I've traveled such a long way since coming to First Stone
Ministries for help. It's not just sexual issues that have been
overcome since that day nearly two years ago. My walk with God
was shallow and unimpressive. Days - no, weeks - would go by
before I'd have any real spiritual time with my Savior. I was
coasting and I couldn't see the increasing distance between
myself and God. How often we fall to the subtlety of Satan rather
than to his bully tactics. "Be self-controlled and alert.
Your enemy the devil prowls around like a roaring lion, looking
for someone to devour." (I Peter 5: 8-9). Have you ever
watched a lion on the hunt. The unsuspecting victim is busy
filling its stomach with leaves or grass. Too engrossed to stop
what he's doing to notice the tale-tell signs of approaching
danger, he will pay the price. How does the lion attack? Does he
roar and charge head on from two miles away? I'm learning more
and more to see those fields of tall, luring grass that lie off
from the path I must walk. For if I stray from the my path I risk
being devoured by the lion as he lies silently beneath the grass,
waiting.
Like so many others, I was a child when the seed of sexual
addiction was planted within me. My father loved me very much,
but his own addictions led him to introduce me to pornography and
masturbation. Once the seed of corruption was planted Satan
nurtured and watered it through the worlds system. When I became
a young man I left home and joined the Marine Corps. I was
stationed for four years in Southern California. Drug dealers,
strip bars, peep shows and hookers littered the streets outside
of Camp Pendleton. My time and money went towards staying high
and feeding my sexual addiction. I couldn't identify my sexual
perversion as a problem. You see, the world may give lip service
to drug abuse, but no such concern is directed to ungodly sexual
behavior. Since I didn't have God to guide and advise me I was
left to seek happiness as the world advertises it. Looking to the
world for moral guidelines is like going to a dermatologist who
thinks band-aids are a cure for leprosy.
Pornography's hold on me grew stronger as I grew older. The
effect this had on my sexual life was always obvious to me, even
when I was unable to see it through the eyes of the Holy Spirit.

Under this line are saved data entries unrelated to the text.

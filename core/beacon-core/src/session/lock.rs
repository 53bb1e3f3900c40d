//! Cross-process write lock for the session store.
//!
//! The store file is replaced by rename on every write, so it cannot carry
//! the lock itself. A sidecar `<store>.lock` file is flock'ed instead; the
//! lock is released when the guard drops (or the process exits).

use fs2::FileExt;
use std::fs::{File, OpenOptions};
use std::path::{Path, PathBuf};

use crate::error::{BeaconError, Result};

pub fn lock_path_for(store_path: &Path) -> PathBuf {
    let mut name = store_path
        .file_name()
        .map(|n| n.to_os_string())
        .unwrap_or_default();
    name.push(".lock");
    store_path.with_file_name(name)
}

#[derive(Debug)]
pub struct StoreLock {
    file: File,
    path: PathBuf,
}

impl StoreLock {
    /// Blocks until the exclusive lock on `path` is held.
    pub fn acquire(path: &Path) -> Result<Self> {
        let file = OpenOptions::new()
            .create(true)
            .truncate(false)
            .read(true)
            .write(true)
            .open(path)
            .map_err(|source| BeaconError::Lock {
                path: path.to_path_buf(),
                source,
            })?;

        FileExt::lock_exclusive(&file).map_err(|source| BeaconError::Lock {
            path: path.to_path_buf(),
            source,
        })?;

        Ok(StoreLock {
            file,
            path: path.to_path_buf(),
        })
    }
}

impl Drop for StoreLock {
    fn drop(&mut self) {
        if let Err(err) = FileExt::unlock(&self.file) {
            tracing::warn!(path = %self.path.display(), error = %err, "Failed to release store lock");
        }
    }
}

#[cfg(test)]
mod tests {
    use super::*;
    use tempfile::tempdir;

    #[test]
    fn test_lock_path_is_sidecar() {
        assert_eq!(
            lock_path_for(Path::new("/tmp/x/sessions.json")),
            PathBuf::from("/tmp/x/sessions.json.lock")
        );
    }

    #[test]
    fn test_lock_is_reacquirable_after_drop() {
        let temp = tempdir().unwrap();
        let path = temp.path().join("sessions.json.lock");
        {
            let _guard = StoreLock::acquire(&path).unwrap();
            let other = OpenOptions::new().write(true).open(&path).unwrap();
            assert!(FileExt::try_lock_exclusive(&other).is_err());
        }
        let _again = StoreLock::acquire(&path).unwrap();
    }
}
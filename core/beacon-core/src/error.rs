//! Error types for beacon-core operations.
//!
//! Store corruption is deliberately absent: a corrupt state file is logged and
//! replaced with an empty store rather than surfaced (see `session::store`).

use std::path::PathBuf;

/// All errors that can occur in beacon-core operations.
#[derive(Debug, thiserror::Error)]
pub enum BeaconError {
    // ─────────────────────────────────────────────────────────────────────
    // Input Errors
    // ─────────────────────────────────────────────────────────────────────
    #[error("Malformed input: {0}")]
    MalformedInput(String),

    #[error("Session not found: {0}")]
    SessionNotFound(String),

    // ─────────────────────────────────────────────────────────────────────
    // Configuration Errors
    // ─────────────────────────────────────────────────────────────────────
    #[error("Beacon home directory could not be determined")]
    HomeNotFound,

    #[error("Configuration file malformed: {path}: {details}")]
    ConfigMalformed { path: PathBuf, details: String },

    // ─────────────────────────────────────────────────────────────────────
    // I/O Errors
    // ─────────────────────────────────────────────────────────────────────
    #[error("I/O error: {context}: {source}")]
    Io {
        context: String,
        #[source]
        source: std::io::Error,
    },

    #[error("JSON error: {context}: {source}")]
    Json {
        context: String,
        #[source]
        source: serde_json::Error,
    },

    #[error("Failed to lock state file {path}: {source}")]
    Lock {
        path: PathBuf,
        #[source]
        source: std::io::Error,
    },

    // ─────────────────────────────────────────────────────────────────────
    // Probe Errors
    // ─────────────────────────────────────────────────────────────────────
    #[error("Probe failed: {probe}: {details}")]
    ProbeFailure { probe: String, details: String },

    #[error("Probe timed out after {timeout_ms}ms: {probe}")]
    ProbeTimeout { probe: String, timeout_ms: u64 },
}

impl BeaconError {
    pub fn io(context: impl Into<String>, source: std::io::Error) -> Self {
        Self::Io {
            context: context.into(),
            source,
        }
    }

    pub fn probe(probe: impl Into<String>, details: impl Into<String>) -> Self {
        Self::ProbeFailure {
            probe: probe.into(),
            details: details.into(),
        }
    }

    /// Whether retrying the same operation could plausibly succeed.
    pub fn is_transient(&self) -> bool {
        matches!(self, Self::ProbeFailure { .. } | Self::ProbeTimeout { .. })
    }
}

/// Convenience type alias for Results using BeaconError.
pub type Result<T> = std::result::Result<T, BeaconError>;
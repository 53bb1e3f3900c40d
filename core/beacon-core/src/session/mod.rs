//! Session state and persistence.
//!
//! Beacon follows a **sidecar philosophy**: hooks report what the agent is
//! doing, the store records it, and everything else reads the store.
//!
//! ```text
//! agent → beacon-hook → SessionStore (sessions.json + lock) → SessionObserver → UI / CLI
//!        (one-shot)        (shared, locked)                   (long-lived)
//! ```
//!
//! # Module Structure
//!
//! - [`types`]: `Session`, `StoreData` and the on-disk shape
//! - [`event`]: hook stdin payload and notification classification
//! - [`transition`]: pure event → state mapping
//! - [`store`]: locked read-modify-write persistence
//! - [`lock`]: sidecar flock guard

mod event;
pub(crate) mod lock;
mod store;
mod transition;
mod types;

pub use event::{classify_notification, HookEvent, HookInput, NotificationKind};
pub use store::SessionStore;
pub use transition::{apply_hook_event, apply_protocol_event, waiting_reason_for};
pub use types::{
    composite_id, normalize_path, sort_for_display, Session, SessionStatus, StoreData, Urgency,
    WaitingReason, STORE_VERSION,
};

One effect it had on me that I was unable to see until I was well
on my way to recovery was my inability to be intimate with
others. Godly sex is an extension of the intimacy between a
husband and wife. Worldly sex is a perverse, destructive form of
self-gratification. I remember sitting in Stephen Black's office
one evening when he said something that opened my eyes. He told
me that whenever we sin sexually we're hurting our very souls. I
Corinthians 6:18 says, "Flee from sexual immorality. All
other sins a man commits are outside his body, but he who sins
sexually sins against his own body." The way we treat others
is a mere reflection of how we feel about ourselves. When we
allow sexual sin to pollute us we're damaging our image of
ourselves to the point where we may loose sight of who and what
we are in God's world. If we aren't able to see ourselves as God
does then we can not react to others in a true spirit of love.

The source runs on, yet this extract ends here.